Reproduce this listing from its first line through the line with "match register_user(&auth_state, request).await", inclusive, leaving out all that follows.

RECORDS SUPPLIED →
━━━━━━━━━━━━━━━━
use axum::{extract::Extension, http::StatusCode, response::IntoResponse, Json};
use serde::{Deserialize, Serialize};
use std::sync::Arc;
use tracing::{info, instrument};
use utoipa::ToSchema;

use super::{message, missing_payload, MessageResponse};
use crate::auth::{
    captcha::require_human, non_blank, normalize_identifier, password, valid_email,
    valid_username, AuthError, AuthState,
};
use crate::store::{InsertOutcome, NewUser};

pub const REGISTERED: &str =
    "Registration successful. A verification email has been sent to your email.";
const EMAIL_TAKEN: &str = "This email is already registered.";
const USERNAME_TAKEN: &str = "Sorry, that username is not available.";

#[derive(ToSchema, Serialize, Deserialize, Debug, Default)]
#[serde(rename_all = "camelCase")]
pub struct RegisterRequest {
    pub name: Option<String>,
    pub username: Option<String>,
    pub email: Option<String>,
    pub password: Option<String>,
    pub captcha_token: Option<String>,
}

#[utoipa::path(
    post,
    path = "/register",
    request_body = RegisterRequest,
    responses(
        (status = 201, description = "Account created, verification email sent", body = MessageResponse),
        (status = 400, description = "Missing or invalid field", body = MessageResponse),
        (status = 403, description = "Bot check rejected", body = MessageResponse),
        (status = 409, description = "Email or username already taken", body = MessageResponse),
        (status = 503, description = "Bot check unavailable", body = MessageResponse)
    ),
    tag = "auth"
)]
pub async fn register(
    auth_state: Extension<Arc<AuthState>>,
    payload: Option<Json<RegisterRequest>>,
) -> impl IntoResponse {
    let request: RegisterRequest = match payload {
        Some(Json(payload)) => payload,
        None => return missing_payload(),
    };

    match register_user(&auth_state, request).await {
        Ok(()) => message(StatusCode::CREATED, REGISTERED),
        Err(err) => err.into_response(),
    }
}

#[instrument(skip_all)]
async fn register_user(auth_state: &AuthState, request: RegisterRequest) -> Result<(), AuthError> {
    let captcha = non_blank(request.captcha_token.as_deref())
        .ok_or_else(|| AuthError::validation("Captcha token is required"))?;
    let username = non_blank(request.username.as_deref())
        .ok_or_else(|| AuthError::validation("Username is required"))?;
    let name = non_blank(request.name.as_deref())
        .ok_or_else(|| AuthError::validation("Name is required"))?;
    let email = non_blank(request.email.as_deref())
        .ok_or_else(|| AuthError::validation("Email is required"))?;
    let secret = request
        .password
        .as_deref()
        .filter(|secret| !secret.is_empty())
        .ok_or_else(|| AuthError::validation("Password is required"))?;

    require_human(auth_state.bot_check(), Some(captcha), "Captcha token is required").await?;

    if let Some(reason) = password::weakness(secret) {
        return Err(AuthError::validation(reason));
    }
    let email = normalize_identifier(email);
    if !valid_email(&email) {
        return Err(AuthError::validation("Enter a valid email address."));
    }
    if !valid_username(username) {
        return Err(AuthError::validation(
            "Username must be lowercase letters and numbers only.",
        ));
    }
    let username = normalize_identifier(username);

    let store = auth_state.store();
    if let Some(existing) = store.find_conflict(&email, &username).await? {
        if existing.email.eq_ignore_ascii_case(&email) {
            return Err(AuthError::Conflict(EMAIL_TAKEN.to_string()));
        }
        return Err(AuthError::Conflict(USERNAME_TAKEN.to_string()));
    }

    let mut new_user = NewUser {
        email,
        username: Some(username),
        name: name.to_string(),
        image: None,
        password_hash: Some(password::hash_password(secret).await?),
        email_verified: None,
        verify_token: None,
    };
    auth_state
        .tokens()
        .issue_verification_token(&mut new_user)
        .await?;

    match store.insert(new_user).await? {
        InsertOutcome::Created(user) => {
            info!(user_id = %user.id, "User registered");
            Ok(())
        }
        InsertOutcome::Conflict => Err(AuthError::Conflict(EMAIL_TAKEN.to_string())),
    }
}
//! Route authorization gate for the authenticated and admin-only areas.

use axum::{
    extract::{Request, State},
    middleware::Next,
    response::{IntoResponse, Redirect, Response},
};
use std::sync::Arc;
use tracing::debug;

use super::session::SessionClaims;
use super::state::AuthState;

pub const LOGIN_PAGE: &str = "/auth/login";
pub const LANDING_PAGE: &str = "/dashboard";

const DASHBOARD_PREFIX: &str = "/dashboard";
const ADMIN_PREFIX: &str = "/admin";

#[derive(Clone, Copy, Debug, PartialEq, Eq)]
pub enum RouteClass {
    Public,
    Authenticated,
    Admin,
}

#[derive(Clone, Debug, PartialEq, Eq)]
pub enum Decision {
    Allow,
    Redirect(&'static str),
}

/// `/dashboard` and `/dashboard/...` match, `/dashboards` does not.
fn under(path: &str, prefix: &str) -> bool {
    path.strip_prefix(prefix)
        .is_some_and(|rest| rest.is_empty() || rest.starts_with('/'))
}

#[must_use]
pub fn classify(path: &str) -> RouteClass {
    if under(path, ADMIN_PREFIX) {
        RouteClass::Admin
    } else if under(path, DASHBOARD_PREFIX) {
        RouteClass::Authenticated
    } else {
        RouteClass::Public
    }
}

#[must_use]
pub fn decide(path: &str, session: Option<&SessionClaims>) -> Decision {
    match (classify(path), session) {
        (RouteClass::Public, _) => Decision::Allow,
        (_, None) => Decision::Redirect(LOGIN_PAGE),
        (RouteClass::Authenticated, Some(_)) => Decision::Allow,
        (RouteClass::Admin, Some(claims)) if claims.is_admin => Decision::Allow,
        (RouteClass::Admin, Some(_)) => Decision::Redirect(LANDING_PAGE),
    }
}

/// Middleware applied to every route. Valid claims are added to the request
/// extensions for downstream handlers.
pub async fn gate(
    State(state): State<Arc<AuthState>>,
    mut request: Request,
    next: Next,
) -> Response {
    let claims = state.sessions().from_headers(request.headers());

    match decide(request.uri().path(), claims.as_ref()) {
        Decision::Allow => {
            if let Some(claims) = claims {
                request.extensions_mut().insert(claims);
            }
            next.run(request).await
        }
        Decision::Redirect(target) => {
            debug!(path = %request.uri().path(), redirect = target, "Gate redirect");
            Redirect::temporary(target).into_response()
        }
    }
}

#[cfg(test)]
mod tests {
    use super::*;

    fn claims(is_admin: bool) -> SessionClaims {
        SessionClaims {
            sub: "00000000-0000-0000-0000-000000000001".to_string(),
            email: "jane@x.com".to_string(),
            name: "Jane".to_string(),
            username: Some("jane123".to_string()),
            is_admin,
            email_verified: None,
            iat: 0,
            exp: 0,
        }
    }

    #[test]
    fn classify_is_segment_aware() {
        assert_eq!(classify("/dashboard"), RouteClass::Authenticated);
        assert_eq!(classify("/dashboard/settings"), RouteClass::Authenticated);
        assert_eq!(classify("/admin"), RouteClass::Admin);
        assert_eq!(classify("/admin/users/1"), RouteClass::Admin);
        assert_eq!(classify("/dashboards"), RouteClass::Public);
        assert_eq!(classify("/administrator"), RouteClass::Public);
        assert_eq!(classify("/"), RouteClass::Public);
        assert_eq!(classify("/login"), RouteClass::Public);
    }

    #[test]
    fn anonymous_requests() {
        assert_eq!(decide("/", None), Decision::Allow);
        assert_eq!(decide("/dashboard/x", None), Decision::Redirect(LOGIN_PAGE));
        assert_eq!(decide("/admin", None), Decision::Redirect(LOGIN_PAGE));
    }

    #[test]
    fn non_admin_is_sent_to_landing_page() {
        let user = claims(false);
        assert_eq!(decide("/dashboard", Some(&user)), Decision::Allow);
        assert_eq!(
            decide("/admin/users", Some(&user)),
            Decision::Redirect(LANDING_PAGE)
        );
    }

    #[test]
    fn admin_is_allowed_everywhere() {
        let admin = claims(true);
        assert_eq!(decide("/admin/users", Some(&admin)), Decision::Allow);
        assert_eq!(decide("/dashboard", Some(&admin)), Decision::Allow);
    }
}
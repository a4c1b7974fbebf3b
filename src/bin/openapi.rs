use anyhow::Result;

fn main() -> Result<()> {
    let doc = authgate::api::openapi();
    let json = doc.to_pretty_json()?;
    println!("{json}");
    Ok(())
}
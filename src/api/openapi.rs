use super::handlers::{forgot, health, login, register, reset, session, verify};
use utoipa::openapi::{Contact, InfoBuilder, License, OpenApiBuilder, Tag};
use utoipa_axum::{router::OpenApiRouter, routes};

#[must_use]
pub fn openapi() -> utoipa::openapi::OpenApi {
    let (_router, openapi) = api_router().split_for_parts();
    openapi
}

/// Build the router that also drives the `OpenAPI` document.
///
/// Routes added outside (`/`, the OAuth redirects and the gated pages) are not documented.
pub(crate) fn api_router() -> OpenApiRouter {
    let mut router = OpenApiRouter::with_openapi(cargo_openapi())
        .routes(routes!(health::health))
        .routes(routes!(register::register))
        .routes(routes!(verify::verify))
        .routes(routes!(forgot::forgot))
        .routes(routes!(reset::reset))
        .routes(routes!(login::login))
        .routes(routes!(session::session))
        .routes(routes!(session::logout));

    let mut health_tag = Tag::new("health");
    health_tag.description = Some("Service and database status".to_string());

    let mut auth_tag = Tag::new("auth");
    auth_tag.description =
        Some("Registration, verification, password reset and sessions".to_string());

    router.get_openapi_mut().tags = Some(vec![health_tag, auth_tag]);

    router
}

fn cargo_openapi() -> utoipa::openapi::OpenApi {
    let mut info = InfoBuilder::new()
        .title(env!("CARGO_PKG_NAME"))
        .version(env!("CARGO_PKG_VERSION"))
        .description(optional_str(env!("CARGO_PKG_DESCRIPTION")))
        .build();

    info.contact = cargo_contact();
    info.license = cargo_license();

    OpenApiBuilder::new().info(info).build()
}

fn cargo_contact() -> Option<Contact> {
    // Cargo authors are `;` separated and may include "Name <email>".
    let authors = env!("CARGO_PKG_AUTHORS");
    let primary = authors.split(';').next().map(str::trim)?;
    if primary.is_empty() {
        return None;
    }

    let (name, email) = parse_author(primary);
    if name.is_none() && email.is_none() {
        return None;
    }

    let mut contact = Contact::new();
    contact.name = name.map(str::to_string);
    contact.email = email.map(str::to_string);
    Some(contact)
}

fn cargo_license() -> Option<License> {
    let identifier = optional_str(env!("CARGO_PKG_LICENSE"))?;
    let mut license = License::new(identifier);
    license.identifier = Some(identifier.to_string());
    Some(license)
}

fn optional_str(value: &'static str) -> Option<&'static str> {
    Some(value.trim()).filter(|trimmed| !trimmed.is_empty())
}

fn parse_author(author: &str) -> (Option<&str>, Option<&str>) {
    match author.split_once('<') {
        Some((name, email)) => {
            let name = name.trim();
            let email = email.trim_end_matches('>').trim();
            (
                (!name.is_empty()).then_some(name),
                (!email.is_empty()).then_some(email),
            )
        }
        None => {
            let name = author.trim();
            ((!name.is_empty()).then_some(name), None)
        }
    }
}

#[cfg(test)]
mod tests {
    use super::*;

    #[test]
    fn openapi_info_from_cargo() {
        let doc = openapi();
        assert_eq!(doc.info.title, env!("CARGO_PKG_NAME"));
        assert_eq!(doc.info.version, env!("CARGO_PKG_VERSION"));

        let contact = doc.info.contact;
        assert!(contact.is_some());
        if let Some(contact) = contact {
            assert_eq!(contact.name.as_deref(), Some("Team Authgate"));
            assert_eq!(contact.email.as_deref(), Some("team@authgate.dev"));
        }

        let license = doc.info.license;
        assert!(license.is_some());
        if let Some(license) = license {
            assert_eq!(license.name, "BSD-3-Clause");
        }
    }

    #[test]
    fn openapi_documents_auth_endpoints() {
        let doc = openapi();
        for path in [
            "/register", "/verify", "/forgot", "/reset", "/login", "/session", "/logout", "/health",
        ] {
            assert!(doc.paths.paths.contains_key(path), "missing {path}");
        }
        assert!(!doc.paths.paths.contains_key("/dashboard"));
    }

    #[test]
    fn parse_author_variants() {
        assert_eq!(
            parse_author("Jane <jane@x.com>"),
            (Some("Jane"), Some("jane@x.com"))
        );
        assert_eq!(parse_author("Jane"), (Some("Jane"), None));
        assert_eq!(parse_author("<jane@x.com>"), (None, Some("jane@x.com")));
    }
}
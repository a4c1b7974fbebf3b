//! Bot-check (Cloudflare Turnstile) verification.

use async_trait::async_trait;
use reqwest::Client;
use secrecy::{ExposeSecret, SecretString};
use serde::Deserialize;
use tracing::{error, instrument, warn};

use super::error::AuthError;
use super::utils::non_blank;

pub const TURNSTILE_VERIFY_URL: &str = "https://challenges.cloudflare.com/turnstile/v0/siteverify";

#[derive(Clone, Copy, Debug, PartialEq, Eq)]
pub enum BotCheckOutcome {
    Passed,
    Rejected,
    /// The verification service could not be reached or answered with an error.
    Unavailable,
}

#[async_trait]
pub trait BotCheck: Send + Sync {
    async fn verify(&self, proof: &str) -> BotCheckOutcome;
}

#[derive(Deserialize, Debug)]
struct SiteVerifyResponse {
    success: bool,
}

pub struct TurnstileVerifier {
    client: Client,
    verify_url: String,
    secret: SecretString,
}

impl TurnstileVerifier {
    /// # Errors
    /// Returns an error if the HTTP client cannot be built.
    pub fn new(verify_url: String, secret: SecretString) -> anyhow::Result<Self> {
        let client = Client::builder()
            .user_agent(crate::APP_USER_AGENT)
            .build()?;
        Ok(Self {
            client,
            verify_url,
            secret,
        })
    }
}

#[async_trait]
impl BotCheck for TurnstileVerifier {
    #[instrument(skip_all)]
    async fn verify(&self, proof: &str) -> BotCheckOutcome {
        let form = [
            ("secret", self.secret.expose_secret()),
            ("response", proof),
        ];

        let response = match self.client.post(&self.verify_url).form(&form).send().await {
            Ok(response) => response,
            Err(err) => {
                error!("Bot-check request failed: {err}");
                return BotCheckOutcome::Unavailable;
            }
        };

        if !response.status().is_success() {
            error!("Bot-check service answered {}", response.status());
            return BotCheckOutcome::Unavailable;
        }

        match response.json::<SiteVerifyResponse>().await {
            Ok(SiteVerifyResponse { success: true }) => BotCheckOutcome::Passed,
            Ok(SiteVerifyResponse { success: false }) => {
                warn!("Bot-check proof rejected");
                BotCheckOutcome::Rejected
            }
            Err(err) => {
                error!("Bot-check response could not be decoded: {err}");
                BotCheckOutcome::Unavailable
            }
        }
    }
}

/// Gate a state-changing operation on a valid proof token.
///
/// A missing proof is rejected before any remote call is made.
///
/// # Errors
/// `Validation` when the proof is missing, `BotCheckFailed` or `BotCheckUnavailable`
/// depending on the verifier outcome.
pub async fn require_human(
    bot_check: &dyn BotCheck,
    proof: Option<&str>,
    missing_message: &str,
) -> Result<(), AuthError> {
    let Some(proof) = non_blank(proof) else {
        return Err(AuthError::validation(missing_message));
    };

    match bot_check.verify(proof).await {
        BotCheckOutcome::Passed => Ok(()),
        BotCheckOutcome::Rejected => Err(AuthError::BotCheckFailed),
        BotCheckOutcome::Unavailable => Err(AuthError::BotCheckUnavailable),
    }
}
━━━━━━━━━━━━━━━━
TASK RESULT →
use axum::{extract::Extension, http::StatusCode, response::IntoResponse, Json};
use serde::{Deserialize, Serialize};
use std::sync::Arc;
use tracing::{info, instrument};
use utoipa::ToSchema;

use super::{message, missing_payload, MessageResponse};
use crate::auth::{
    captcha::require_human, non_blank, normalize_identifier, password, valid_email,
    valid_username, AuthError, AuthState,
};
use crate::store::{InsertOutcome, NewUser};

pub const REGISTERED: &str =
    "Registration successful. A verification email has been sent to your email.";
const EMAIL_TAKEN: &str = "This email is already registered.";
const USERNAME_TAKEN: &str = "Sorry, that username is not available.";

#[derive(ToSchema, Serialize, Deserialize, Debug, Default)]
#[serde(rename_all = "camelCase")]
pub struct RegisterRequest {
    pub name: Option<String>,
    pub username: Option<String>,
    pub email: Option<String>,
    pub password: Option<String>,
    pub captcha_token: Option<String>,
}

#[utoipa::path(
    post,
    path = "/register",
    request_body = RegisterRequest,
    responses(
        (status = 201, description = "Account created, verification email sent", body = MessageResponse),
        (status = 400, description = "Missing or invalid field", body = MessageResponse),
        (status = 403, description = "Bot check rejected", body = MessageResponse),
        (status = 409, description = "Email or username already taken", body = MessageResponse),
        (status = 503, description = "Bot check unavailable", body = MessageResponse)
    ),
    tag = "auth"
)]
pub async fn register(
    auth_state: Extension<Arc<AuthState>>,
    payload: Option<Json<RegisterRequest>>,
) -> impl IntoResponse {
    let request: RegisterRequest = match payload {
        Some(Json(payload)) => payload,
        None => return missing_payload(),
    };

    match register_user(&auth_state, request).await {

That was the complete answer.